Concerns are growing over a blue light emitted by the screens of smartphones, televisions, tablets or computers, which is blamed for harming the retina and causing interrupted sleep, as it gets harder to tear our eyes away from them.
Electronics giants are turning crisis into an opportunity -- quickly declaring that their latest products feature "safe" screens.
AdvertisementAt the IFA mega consumer electronics show in Berlin, Dutch company Philips is showcasing a new technology for its computer screens called "SoftBlue," which it claims is gentler on the retina.
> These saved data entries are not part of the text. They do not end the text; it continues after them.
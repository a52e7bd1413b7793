use std::io;
use thiserror::Error;

use super::commands::CommandError;
use crate::engine::{ConfigError, RunError};

/// Top-level application errors unifying all layer errors
#[derive(Error, Debug)]
pub enum AppError {
    #[error("IO error: {0}")]
    Io(#[from] io::Error),

    #[error("Config error: {0}")]
    Config(#[from] ConfigError),

    #[error("Command error: {0}")]
    Command(#[from] CommandError),

    #[error("Worker task error: {0}")]
    Join(#[from] tokio::task::JoinError),

    #[error("Not every command succeeded")]
    NotAllSucceeded,

    #[error("Invalid arguments: {0}")]
    InvalidArguments(String),
}

impl From<RunError<CommandError, io::Error>> for AppError {
    fn from(error: RunError<CommandError, io::Error>) -> Self {
        match error {
            RunError::Operation(error) => AppError::Command(error),
            RunError::Traversal(error) => AppError::Io(error),
        }
    }
}
use std::io::{self, BufRead};
use std::process::{Command, ExitStatus, Stdio};

use thiserror::Error;
use tracing::debug;

use super::error::AppError;
use crate::engine::{Config, Operation};
use crate::source::TryIter;
use crate::threaded::Threaded;

/// Failure of one external command
#[derive(Error, Debug)]
pub enum CommandError {
    #[error("Failed to start {program}: {source}")]
    Spawn {
        program: String,
        #[source]
        source: io::Error,
    },

    #[error("{program} failed on {item} ({status})")]
    Failed {
        program: String,
        item: String,
        status: ExitStatus,
    },
}

/// External command run once per input item, with the item as last argument
#[derive(Debug, Clone, PartialEq, Eq)]
pub struct CommandLine {
    program: String,
    args: Vec<String>,
}

impl CommandLine {
    pub fn new(program: impl Into<String>, args: Vec<String>) -> Self {
        Self {
            program: program.into(),
            args,
        }
    }

    fn command(&self, item: &str) -> Command {
        let mut command = Command::new(&self.program);
        command.args(&self.args).arg(item).stdin(Stdio::null());
        command
    }

    fn spawn_error(&self, source: io::Error) -> CommandError {
        CommandError::Spawn {
            program: self.program.clone(),
            source,
        }
    }

    fn failed(&self, item: &str, status: ExitStatus) -> CommandError {
        CommandError::Failed {
            program: self.program.clone(),
            item: item.to_string(),
            status,
        }
    }

    /// Whether the command exits successfully; only a failure to start is an error
    pub fn succeeds(&self, item: &str) -> Result<bool, CommandError> {
        let status = self
            .command(item)
            .stdout(Stdio::null())
            .status()
            .map_err(|e| self.spawn_error(e))?;
        debug!(item, code = status.code(), "Command exited");
        Ok(status.success())
    }

    /// Run with inherited stdout, failing on a non-zero exit
    pub fn check(&self, item: &str) -> Result<(), CommandError> {
        let status = self.command(item).status().map_err(|e| self.spawn_error(e))?;
        debug!(item, code = status.code(), "Command exited");
        if status.success() {
            Ok(())
        } else {
            Err(self.failed(item, status))
        }
    }

    /// Captured stdout, failing on a non-zero exit
    pub fn output(&self, item: &str) -> Result<Vec<u8>, CommandError> {
        let output = self.command(item).output().map_err(|e| self.spawn_error(e))?;
        debug!(item, code = output.status.code(), "Command exited");
        if output.status.success() {
            Ok(output.stdout)
        } else {
            Err(self.failed(item, output.status))
        }
    }
}

/// What a batch of commands produced
#[derive(Debug, Clone, PartialEq, Eq)]
pub enum Report {
    /// Every command ran and succeeded
    Done,
    /// Captured stdout of every command, in input order
    Outputs(Vec<Vec<u8>>),
}

/// Run `command` once per non-empty line of `input` on `config.workers()` threads.
///
/// `operation` picks the behavior: `each` runs everything and fails on the
/// first failing command, `all` stops dispatching at the first failure in
/// input order, `map` collects outputs in input order.
pub fn run_commands<R>(
    input: R,
    operation: Operation,
    config: Config,
    command: &CommandLine,
) -> Result<Report, AppError>
where
    R: BufRead + Send,
{
    let lines = input
        .lines()
        .filter(|line| !matches!(line, Ok(line) if line.trim().is_empty()));
    let items = Threaded::with_config(TryIter::new(lines), config);

    match operation {
        Operation::Each => {
            items.each(|line| command.check(&line))?;
            Ok(Report::Done)
        }
        Operation::All => {
            let all = items.all(|line| command.succeeds(&line))?.into_value();
            if all {
                Ok(Report::Done)
            } else {
                Err(AppError::NotAllSucceeded)
            }
        }
        Operation::Map => {
            let outputs = items.map(|line| command.output(&line))?.into_value();
            Ok(Report::Outputs(outputs))
        }
        other => Err(AppError::InvalidArguments(format!(
            "mode {} is not available from the command line",
            other.name()
        ))),
    }
}
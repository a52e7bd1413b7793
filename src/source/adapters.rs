use std::collections::VecDeque;
use std::num::NonZeroUsize;
use std::ops::ControlFlow;

use super::traits::Source;

/// Pairs every element with its position in the traversal
#[derive(Debug, Clone)]
pub struct Enumerate<S> {
    inner: S,
}

impl<S: Source> Enumerate<S> {
    pub fn new(inner: S) -> Self {
        Self { inner }
    }
}

impl<S: Source> Source for Enumerate<S> {
    type Item = (usize, S::Item);
    type Output = S::Output;
    type Error = S::Error;

    fn traverse<F>(self, mut visit: F) -> Result<Self::Output, Self::Error>
    where
        F: FnMut(Self::Item) -> ControlFlow<()>,
    {
        let mut index = 0;
        self.inner.traverse(|item| {
            let flow = visit((index, item));
            index += 1;
            flow
        })
    }
}

/// Groups consecutive elements into vectors of `size`; the last group may be shorter
#[derive(Debug, Clone)]
pub struct Chunks<S> {
    inner: S,
    size: NonZeroUsize,
}

impl<S: Source> Chunks<S> {
    pub fn new(inner: S, size: NonZeroUsize) -> Self {
        Self { inner, size }
    }
}

impl<S: Source> Source for Chunks<S> {
    type Item = Vec<S::Item>;
    type Output = S::Output;
    type Error = S::Error;

    fn traverse<F>(self, mut visit: F) -> Result<Self::Output, Self::Error>
    where
        F: FnMut(Self::Item) -> ControlFlow<()>,
    {
        let size = self.size.get();
        let mut chunk = Vec::with_capacity(size);
        let mut stopped = false;

        let output = self.inner.traverse(|item| {
            chunk.push(item);
            if chunk.len() < size {
                return ControlFlow::Continue(());
            }
            let flow = visit(std::mem::replace(&mut chunk, Vec::with_capacity(size)));
            stopped = flow.is_break();
            flow
        })?;

        if !stopped && !chunk.is_empty() {
            let _ = visit(chunk);
        }
        Ok(output)
    }
}

/// Sliding windows of `size` consecutive elements
#[derive(Debug, Clone)]
pub struct Windows<S> {
    inner: S,
    size: NonZeroUsize,
}

impl<S: Source> Windows<S> {
    pub fn new(inner: S, size: NonZeroUsize) -> Self {
        Self { inner, size }
    }
}

impl<S> Source for Windows<S>
where
    S: Source,
    S::Item: Clone,
{
    type Item = Vec<S::Item>;
    type Output = S::Output;
    type Error = S::Error;

    fn traverse<F>(self, mut visit: F) -> Result<Self::Output, Self::Error>
    where
        F: FnMut(Self::Item) -> ControlFlow<()>,
    {
        let size = self.size.get();
        let mut window = VecDeque::with_capacity(size);

        self.inner.traverse(|item| {
            window.push_back(item);
            if window.len() < size {
                return ControlFlow::Continue(());
            }
            let flow = visit(window.iter().cloned().collect());
            window.pop_front();
            flow
        })
    }
}

/// Visits elements last to first; the whole pass is buffered before the first visit
#[derive(Debug, Clone)]
pub struct Reversed<S> {
    inner: S,
}

impl<S: Source> Reversed<S> {
    pub fn new(inner: S) -> Self {
        Self { inner }
    }
}

impl<S: Source> Source for Reversed<S> {
    type Item = S::Item;
    type Output = S::Output;
    type Error = S::Error;

    fn traverse<F>(self, mut visit: F) -> Result<Self::Output, Self::Error>
    where
        F: FnMut(Self::Item) -> ControlFlow<()>,
    {
        let mut buffered = Vec::new();
        let output = self.inner.traverse(|item| {
            buffered.push(item);
            ControlFlow::Continue(())
        })?;

        for item in buffered.into_iter().rev() {
            if visit(item).is_break() {
                break;
            }
        }
        Ok(output)
    }
}

/// Repeats the elements of one pass `times` times.
///
/// The underlying source is still walked once: the first pass is buffered and
/// replayed.
#[derive(Debug, Clone)]
pub struct Cycle<S> {
    inner: S,
    times: usize,
}

impl<S: Source> Cycle<S> {
    pub fn new(inner: S, times: usize) -> Self {
        Self { inner, times }
    }
}

impl<S> Source for Cycle<S>
where
    S: Source,
    S::Item: Clone,
{
    type Item = S::Item;
    type Output = S::Output;
    type Error = S::Error;

    fn traverse<F>(self, mut visit: F) -> Result<Self::Output, Self::Error>
    where
        F: FnMut(Self::Item) -> ControlFlow<()>,
    {
        if self.times == 0 {
            return self.inner.traverse(|_| ControlFlow::Break(()));
        }

        let mut buffered = Vec::new();
        let mut stopped = false;
        let output = self.inner.traverse(|item| {
            buffered.push(item.clone());
            let flow = visit(item);
            stopped = flow.is_break();
            flow
        })?;

        if !stopped {
            'replay: for _ in 1..self.times {
                for item in &buffered {
                    if visit(item.clone()).is_break() {
                        break 'replay;
                    }
                }
            }
        }
        Ok(output)
    }
}

/// Pairs each element with the next value of another iterator, `None` once it runs dry
#[derive(Debug, Clone)]
pub struct ZipWith<S, I> {
    inner: S,
    other: I,
}

impl<S: Source, I: Iterator> ZipWith<S, I> {
    pub fn new(inner: S, other: impl IntoIterator<IntoIter = I>) -> Self {
        Self {
            inner,
            other: other.into_iter(),
        }
    }
}

impl<S: Source, I: Iterator> Source for ZipWith<S, I> {
    type Item = (S::Item, Option<I::Item>);
    type Output = S::Output;
    type Error = S::Error;

    fn traverse<F>(self, mut visit: F) -> Result<Self::Output, Self::Error>
    where
        F: FnMut(Self::Item) -> ControlFlow<()>,
    {
        let mut other = self.other;
        self.inner.traverse(|item| visit((item, other.next())))
    }
}

/// Visits only the elements whose `pattern` result equals `keep`
#[derive(Debug, Clone)]
pub struct Filtered<S, P> {
    inner: S,
    pattern: P,
    keep: bool,
}

impl<S, P> Filtered<S, P>
where
    S: Source,
    P: FnMut(&S::Item) -> bool,
{
    /// Elements the pattern selects
    pub fn matching(inner: S, pattern: P) -> Self {
        Self {
            inner,
            pattern,
            keep: true,
        }
    }

    /// Elements the pattern does not select
    pub fn rejecting(inner: S, pattern: P) -> Self {
        Self {
            inner,
            pattern,
            keep: false,
        }
    }
}

impl<S, P> Source for Filtered<S, P>
where
    S: Source,
    P: FnMut(&S::Item) -> bool,
{
    type Item = S::Item;
    type Output = S::Output;
    type Error = S::Error;

    fn traverse<F>(self, mut visit: F) -> Result<Self::Output, Self::Error>
    where
        F: FnMut(Self::Item) -> ControlFlow<()>,
    {
        let Self {
            inner,
            mut pattern,
            keep,
        } = self;
        inner.traverse(|item| {
            if pattern(&item) == keep {
                visit(item)
            } else {
                ControlFlow::Continue(())
            }
        })
    }
}
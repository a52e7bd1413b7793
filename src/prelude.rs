//! Prelude module for convenient imports
//!
//! Import everything you need with: `use orderly::prelude::*;`

// Source types
pub use crate::source::{Chunks, Cycle, Enumerate, Iter, Reversed, Source, TryIter, Windows, ZipWith};

// Engine types
pub use crate::engine::{
    Completion, Config, ConfigError, DEFAULT_WORKERS, IntoStep, MIN_WORKERS, Mode, OPERATIONS,
    Operation, Relay, RunError, RunResult, RunValue, SEQUENTIAL_ONLY, Step, run, run_ignoring,
    run_ordered,
};

// Threaded types
pub use crate::threaded::{InThreads, Threaded};

// App types
pub use crate::app::{
    AppError, Args, CliApp, CommandError, CommandLine, Report, WORKERS_ENV, Writers, parse_args,
    run_commands, write_all,
};
pub mod state;
pub mod workers;

// Re-export commonly used types
pub(crate) use state::{Fault, Interrupt, PoolState};
pub(crate) use workers::{Submitter, WorkerPool};
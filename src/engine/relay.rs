use crossbeam::channel::{self, Receiver, Sender};
use tracing::trace;

use crate::engine::IntoStep;
use crate::pool::{Interrupt, PoolState, Submitter};

/// Single-assignment placeholder for one element's result
pub(crate) struct Slot<R> {
    sequence: usize,
    value: Receiver<Option<R>>,
}

/// Runner: turn each queued element into a pool task and forward its slot.
///
/// Slots leave in submission order over a bounded channel, so the runner
/// never gets more than the channel's capacity ahead of the consumer.
pub(crate) fn dispatch_in_order<'env, T, F, O, S>(
    queue: Receiver<T>,
    submitter: Submitter<'env>,
    state: &'env PoolState<O::Exit, O::Error, S>,
    op: &'env F,
    slots: Sender<Slot<O::Value>>,
) where
    T: Send + 'env,
    F: Fn(T) -> O + Sync,
    O: IntoStep,
    O::Value: Send + 'env,
    O::Exit: Send,
    O::Error: Send,
    S: Send,
{
    for (sequence, item) in queue.into_iter().enumerate() {
        if state.is_stopped() {
            break;
        }

        let (result, value) = channel::bounded(1);
        let submitted = submitter.submit(move || {
            let _ = result.send(state.catch(|| op(item).into_step()));
        });
        trace!(sequence, "Submitted element");

        if !submitted || slots.send(Slot { sequence, value }).is_err() || state.is_stopped() {
            break;
        }
    }
}

/// Hands results back to a sequential consumer in input order.
///
/// Elements and results arrive on separate queues: an algorithm may read
/// elements without asking for their results (`drop_while` does once it
/// stops testing), or results without their elements. Both end early once
/// the run has stopped.
pub struct Relay<'a, T, R> {
    items: Receiver<T>,
    slots: Receiver<Slot<R>>,
    interrupt: &'a dyn Interrupt,
    taken: usize,
    consumed: usize,
}

impl<'a, T, R> Relay<'a, T, R> {
    pub(crate) fn new(
        items: Receiver<T>,
        slots: Receiver<Slot<R>>,
        interrupt: &'a dyn Interrupt,
    ) -> Self {
        Self {
            items,
            slots,
            interrupt,
            taken: 0,
            consumed: 0,
        }
    }

    /// Next source element, without waiting for any result
    pub fn next_item(&mut self) -> Option<T> {
        if self.interrupt.is_stopped() {
            return None;
        }
        let item = self.items.recv().ok()?;
        self.taken += 1;
        Some(item)
    }

    /// Result of the oldest element not yet consumed; blocks until it is done.
    ///
    /// When that element was never taken it is read and dropped, so the
    /// feeder is never left blocked on a full element queue.
    pub fn next_result(&mut self) -> Option<R> {
        if self.consumed == self.taken {
            let _ = self.items.recv();
            self.taken += 1;
        }

        let slot = self.slots.recv().ok()?;
        debug_assert_eq!(slot.sequence, self.consumed);
        self.consumed += 1;

        let value = slot.value.recv().ok().flatten();
        if self.interrupt.is_stopped() {
            return None;
        }
        value
    }

    /// Remaining source elements, ignoring their results
    pub fn items(&mut self) -> impl Iterator<Item = T> + '_ {
        std::iter::from_fn(move || self.next_item())
    }
}

impl<T, R> Iterator for Relay<'_, T, R> {
    type Item = (T, R);

    fn next(&mut self) -> Option<Self::Item> {
        let item = self.next_item()?;
        let result = self.next_result()?;
        Some((item, result))
    }
}
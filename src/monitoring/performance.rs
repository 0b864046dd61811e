//! Resource sampling and business latency recording
//!
//! Resource gauges are refreshed by [`PerformanceMonitor::sample`] on the
//! metrics loop. Trade and API recordings are plain synchronous calls made
//! from the trading path; they never fail, a rejected write is logged and
//! dropped.

use crate::error::{MonitorError, MonitorResult};
use crate::monitoring::metrics::{MetricKind, MetricMetadata, MetricRegistry};

use log::{debug, warn};
use parking_lot::Mutex;
use serde::{Deserialize, Serialize};
use std::collections::HashMap;
use std::sync::Arc;
use sysinfo::{Disks, Networks, System};

pub const CPU_USAGE: &str = "cpu_usage";
pub const MEMORY_USAGE: &str = "memory_usage";
pub const DISK_USAGE: &str = "disk_usage";
pub const NETWORK_RX_BYTES: &str = "network_rx_bytes";
pub const NETWORK_TX_BYTES: &str = "network_tx_bytes";
pub const TRADE_EXECUTION_MS: &str = "trade_execution_ms";
pub const TRADES_TOTAL: &str = "trades_total";
pub const TRADE_NOTIONAL_TOTAL: &str = "trade_notional_total";
pub const API_LATENCY_MS: &str = "api_latency_ms";
pub const API_CALLS_TOTAL: &str = "api_calls_total";
pub const API_ERRORS_TOTAL: &str = "api_errors_total";
pub const API_ERROR_RATE: &str = "api_error_rate";

/// One reading of host resources
#[derive(Debug, Clone, Default, PartialEq, Serialize, Deserialize)]
pub struct ResourceSample {
    pub cpu_percent: f64,
    pub memory_percent: f64,
    pub disk_percent: f64,
    pub network_rx_bytes: u64,
    pub network_tx_bytes: u64,
}

/// Source of resource readings. Called from a blocking thread.
pub trait SystemSampler: Send + Sync {
    fn sample(&self) -> MonitorResult<ResourceSample>;
}

/// Reads the host through `sysinfo`
pub struct SysinfoSampler {
    system: Mutex<System>,
}

impl SysinfoSampler {
    pub fn new() -> Self {
        let mut system = System::new();
        // prime the CPU counters so the first real sample has a baseline
        system.refresh_cpu_all();
        Self {
            system: Mutex::new(system),
        }
    }
}

impl Default for SysinfoSampler {
    fn default() -> Self {
        Self::new()
    }
}

impl SystemSampler for SysinfoSampler {
    fn sample(&self) -> MonitorResult<ResourceSample> {
        let (cpu_percent, memory_percent) = {
            let mut system = self.system.lock();
            system.refresh_cpu_all();
            system.refresh_memory();
            let total = system.total_memory();
            let memory = if total == 0 {
                0.0
            } else {
                system.used_memory() as f64 / total as f64 * 100.0
            };
            (system.global_cpu_usage() as f64, memory)
        };

        let disks = Disks::new_with_refreshed_list();
        let (total, available) = disks.iter().fold((0u64, 0u64), |(t, a), d| {
            (t + d.total_space(), a + d.available_space())
        });
        let disk_percent = if total == 0 {
            0.0
        } else {
            (total - available.min(total)) as f64 / total as f64 * 100.0
        };

        let networks = Networks::new_with_refreshed_list();
        let (network_rx_bytes, network_tx_bytes) = networks
            .iter()
            .fold((0u64, 0u64), |(rx, tx), (_name, data)| {
                (rx + data.total_received(), tx + data.total_transmitted())
            });

        Ok(ResourceSample {
            cpu_percent,
            memory_percent,
            disk_percent,
            network_rx_bytes,
            network_tx_bytes,
        })
    }
}

/// Sampler returning whatever was last stored in it
#[derive(Debug, Default)]
pub struct StaticSampler {
    sample: Mutex<ResourceSample>,
}

impl StaticSampler {
    pub fn new(sample: ResourceSample) -> Self {
        Self {
            sample: Mutex::new(sample),
        }
    }

    pub fn set(&self, sample: ResourceSample) {
        *self.sample.lock() = sample;
    }
}

impl SystemSampler for StaticSampler {
    fn sample(&self) -> MonitorResult<ResourceSample> {
        Ok(self.sample.lock().clone())
    }
}

#[derive(Debug, Clone, Copy, PartialEq, Eq, Serialize, Deserialize)]
#[serde(rename_all = "lowercase")]
pub enum TradeSide {
    Buy,
    Sell,
}

impl std::fmt::Display for TradeSide {
    fn fmt(&self, f: &mut std::fmt::Formatter<'_>) -> std::fmt::Result {
        match self {
            TradeSide::Buy => write!(f, "buy"),
            TradeSide::Sell => write!(f, "sell"),
        }
    }
}

pub struct PerformanceMonitor {
    registry: Arc<MetricRegistry>,
    sampler: Arc<dyn SystemSampler>,
    rolling_window: usize,
}

impl PerformanceMonitor {
    /// Registers the fixed metric set; fails only if a name is already taken by another kind
    pub fn new(
        registry: Arc<MetricRegistry>,
        sampler: Arc<dyn SystemSampler>,
        rolling_window: usize,
    ) -> MonitorResult<Self> {
        let rolling = MetricKind::RollingAverage {
            window: rolling_window.max(1),
        };
        let fixed = [
            (CPU_USAGE, MetricKind::Gauge, MetricMetadata::new("system").with_unit("%")),
            (MEMORY_USAGE, MetricKind::Gauge, MetricMetadata::new("system").with_unit("%")),
            (DISK_USAGE, MetricKind::Gauge, MetricMetadata::new("system").with_unit("%")),
            (NETWORK_RX_BYTES, MetricKind::Gauge, MetricMetadata::new("network").with_unit("bytes")),
            (NETWORK_TX_BYTES, MetricKind::Gauge, MetricMetadata::new("network").with_unit("bytes")),
            (
                TRADE_EXECUTION_MS,
                rolling,
                MetricMetadata::new("trading")
                    .with_unit("ms")
                    .with_description("Order execution latency across all symbols"),
            ),
            (TRADES_TOTAL, MetricKind::Counter, MetricMetadata::new("trading")),
            (TRADE_NOTIONAL_TOTAL, MetricKind::Counter, MetricMetadata::new("trading")),
            (API_LATENCY_MS, rolling, MetricMetadata::new("api").with_unit("ms")),
            (API_CALLS_TOTAL, MetricKind::Counter, MetricMetadata::new("api")),
            (API_ERRORS_TOTAL, MetricKind::Counter, MetricMetadata::new("api")),
            (
                API_ERROR_RATE,
                rolling,
                MetricMetadata::new("api")
                    .with_unit("%")
                    .with_description("Share of failed calls over the last window"),
            ),
        ];
        for (name, kind, metadata) in fixed {
            registry.register(name, kind, metadata)?;
        }

        Ok(Self {
            registry,
            sampler,
            rolling_window: rolling_window.max(1),
        })
    }

    pub fn registry(&self) -> &Arc<MetricRegistry> {
        &self.registry
    }

    /// Take one resource reading and write it into the registry
    pub async fn sample(&self) -> MonitorResult<ResourceSample> {
        let sampler = Arc::clone(&self.sampler);
        let sample = tokio::task::spawn_blocking(move || sampler.sample())
            .await
            .map_err(|e| MonitorError::Io(format!("sampler task failed: {}", e)))??;

        self.record_quietly(CPU_USAGE, sample.cpu_percent, None);
        self.record_quietly(MEMORY_USAGE, sample.memory_percent, None);
        self.record_quietly(DISK_USAGE, sample.disk_percent, None);
        self.record_quietly(NETWORK_RX_BYTES, sample.network_rx_bytes as f64, None);
        self.record_quietly(NETWORK_TX_BYTES, sample.network_tx_bytes as f64, None);

        debug!(
            "Sampled cpu={:.1}% mem={:.1}% disk={:.1}%",
            sample.cpu_percent, sample.memory_percent, sample.disk_percent
        );
        Ok(sample)
    }

    pub fn record_trade_execution(
        &self,
        symbol: &str,
        side: TradeSide,
        quantity: f64,
        price: f64,
        duration_ms: f64,
    ) {
        debug!("Trade {} {} {} @ {} in {}ms", side, quantity, symbol, price, duration_ms);
        self.record_quietly(TRADE_EXECUTION_MS, duration_ms, None);
        self.record_quietly(TRADES_TOTAL, 1.0, None);
        self.record_quietly(TRADE_NOTIONAL_TOTAL, (quantity * price).abs(), None);

        let per_symbol = format!("{}.{}", TRADE_EXECUTION_MS, symbol);
        let registered = self.registry.register(
            &per_symbol,
            MetricKind::RollingAverage {
                window: self.rolling_window,
            },
            MetricMetadata::new("trading").with_unit("ms"),
        );
        match registered {
            Ok(()) => {
                let tags = HashMap::from([("symbol".to_string(), symbol.to_string())]);
                self.record_quietly(&per_symbol, duration_ms, Some(tags))
            }
            Err(e) => warn!("Dropped trade sample for {}: {}", symbol, e),
        }
    }

    pub fn record_api_call(&self, endpoint: &str, duration_ms: f64, status_code: u16) {
        self.record_quietly(API_LATENCY_MS, duration_ms, None);
        self.record_quietly(API_CALLS_TOTAL, 1.0, None);

        // 0 means the request never got a response
        let failed = status_code == 0 || status_code >= 400;
        if failed {
            debug!("API call to {} failed with status {}", endpoint, status_code);
            self.record_quietly(API_ERRORS_TOTAL, 1.0, None);
        }
        self.record_quietly(API_ERROR_RATE, if failed { 100.0 } else { 0.0 }, None);
    }

    fn record_quietly(&self, name: &str, value: f64, tags: Option<HashMap<String, String>>) {
        if let Err(e) = self.registry.record(name, value, tags) {
            warn!("Dropped sample for {}: {}", name, e);
        }
    }
}
use std::error::Error;
use std::fmt;
use tradewatch::MonitorError;

#[derive(Debug)]
pub enum CliError {
    NoCommand,
    UnknownCommand(String),
    ParseError { field: String, message: String },
    InvalidConfiguration(Vec<String>),
    Monitor(MonitorError),
    Unhealthy(String),
    IoError(std::io::Error),
    LoggingError(String),
}

impl fmt::Display for CliError {
    fn fmt(&self, f: &mut fmt::Formatter<'_>) -> fmt::Result {
        match self {
            CliError::NoCommand => write!(f, "No command specified. Use --help to see available commands"),
            CliError::UnknownCommand(cmd) => write!(f, "Unknown command: {}", cmd),
            CliError::ParseError { field, message } => write!(f, "Parse error for {}: {}", field, message),
            CliError::InvalidConfiguration(errors) => {
                write!(f, "Configuration is invalid:")?;
                for error in errors {
                    write!(f, "\n  - {}", error)?;
                }
                Ok(())
            }
            CliError::Monitor(e) => write!(f, "{}", e),
            CliError::Unhealthy(status) => write!(f, "System is {}", status),
            CliError::IoError(e) => write!(f, "IO error: {}", e),
            CliError::LoggingError(msg) => write!(f, "Failed to initialise logging: {}", msg),
        }
    }
}

impl Error for CliError {}

impl From<std::io::Error> for CliError {
    fn from(err: std::io::Error) -> Self {
        CliError::IoError(err)
    }
}

impl From<MonitorError> for CliError {
    fn from(err: MonitorError) -> Self {
        CliError::Monitor(err)
    }
}

pub type CliResult<T> = Result<T, CliError>;
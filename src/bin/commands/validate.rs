use crate::commands::load_config;
use crate::error::{CliError, CliResult};
use clap::ArgMatches;

pub async fn handle_validate_command(matches: &ArgMatches) -> CliResult<()> {
    let config = load_config(matches)?;
    config.validate().map_err(CliError::InvalidConfiguration)?;

    println!("✅ Configuration is valid");
    println!(
        "   intervals: metrics {}s, health {}s, alerts {}s",
        config.intervals.metrics_collection_secs,
        config.intervals.health_check_secs,
        config.intervals.alert_evaluation_secs
    );
    println!(
        "   channels: {}",
        config
            .channels
            .iter()
            .map(|c| c.name())
            .collect::<Vec<_>>()
            .join(", ")
    );
    println!("   custom rules: {}", config.rules.len());
    Ok(())
}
"We are shifting the harmful blue light frequencies, which are below 450 nanometers, to above 460 nanometers," said Philips' marketing director Stefan Sommer.
Other brands like Asus and BenQ, along with American firm ViewSonic, have also seized on "safe" screens as a new selling point.
"We've been told from a very early age by parents that too much screen time, in front of a TV or a computer, is bad. So a 'safe' screen might resonate with consumers," said Paul Gray, an analyst at IHS Global Insight.
Because it generates a relatively high intensity of light from just a low amount of energy, light-emitting diodes (LEDs) are used to light up smartphones, televisions or computers.
But the problem is the blue ray emitted at the same time, which is feared to pose potentially serious health consequences.
- Beware of 'overconsumption' -
It is all scare-mongering or scientific fact? Serge Picaud, a researcher at the Institute of Sight in Paris, has a more measured take on it.
"We should not be so afraid that we bin all our screens," he said.
Picaud carried out a study in 2013 in which he exposed sample retina cells from a pig -- similar to those found in humans -- to different wavelengths of light, and showed that those between 415 and 455 nanometres killed the cells.
In other words, deep blue light, which is close to ultra-violet light, is particularly harmful to eyes.
Nevertheless, the scientist says, "that must be taken in proportion as the light intensities produced by our screens are still relatively weak compared to sunlight".
"Those who worry about harm caused by screens, do they also wear sunglasses at the beach?" asked Picaud.
Vincent Gualino, an ophthalmologist at a French hospital also believes that "we should not be afraid of the screens".
"The real problem is over-consumption," the specialist on retina illnesses said, warning people against spending more than six hours in front of their screens.
Children's eyes are most vulnerable, as their retinas are clear and they "will be exposed over 40 or 50 years".
For those who cannot help but stay glued to screens, Gualino prescribes special glasses to filter out the blue light.
Such glasses are widely available in Japan, while in France, lens maker Essilor offers special lenses that screen out the harmful rays.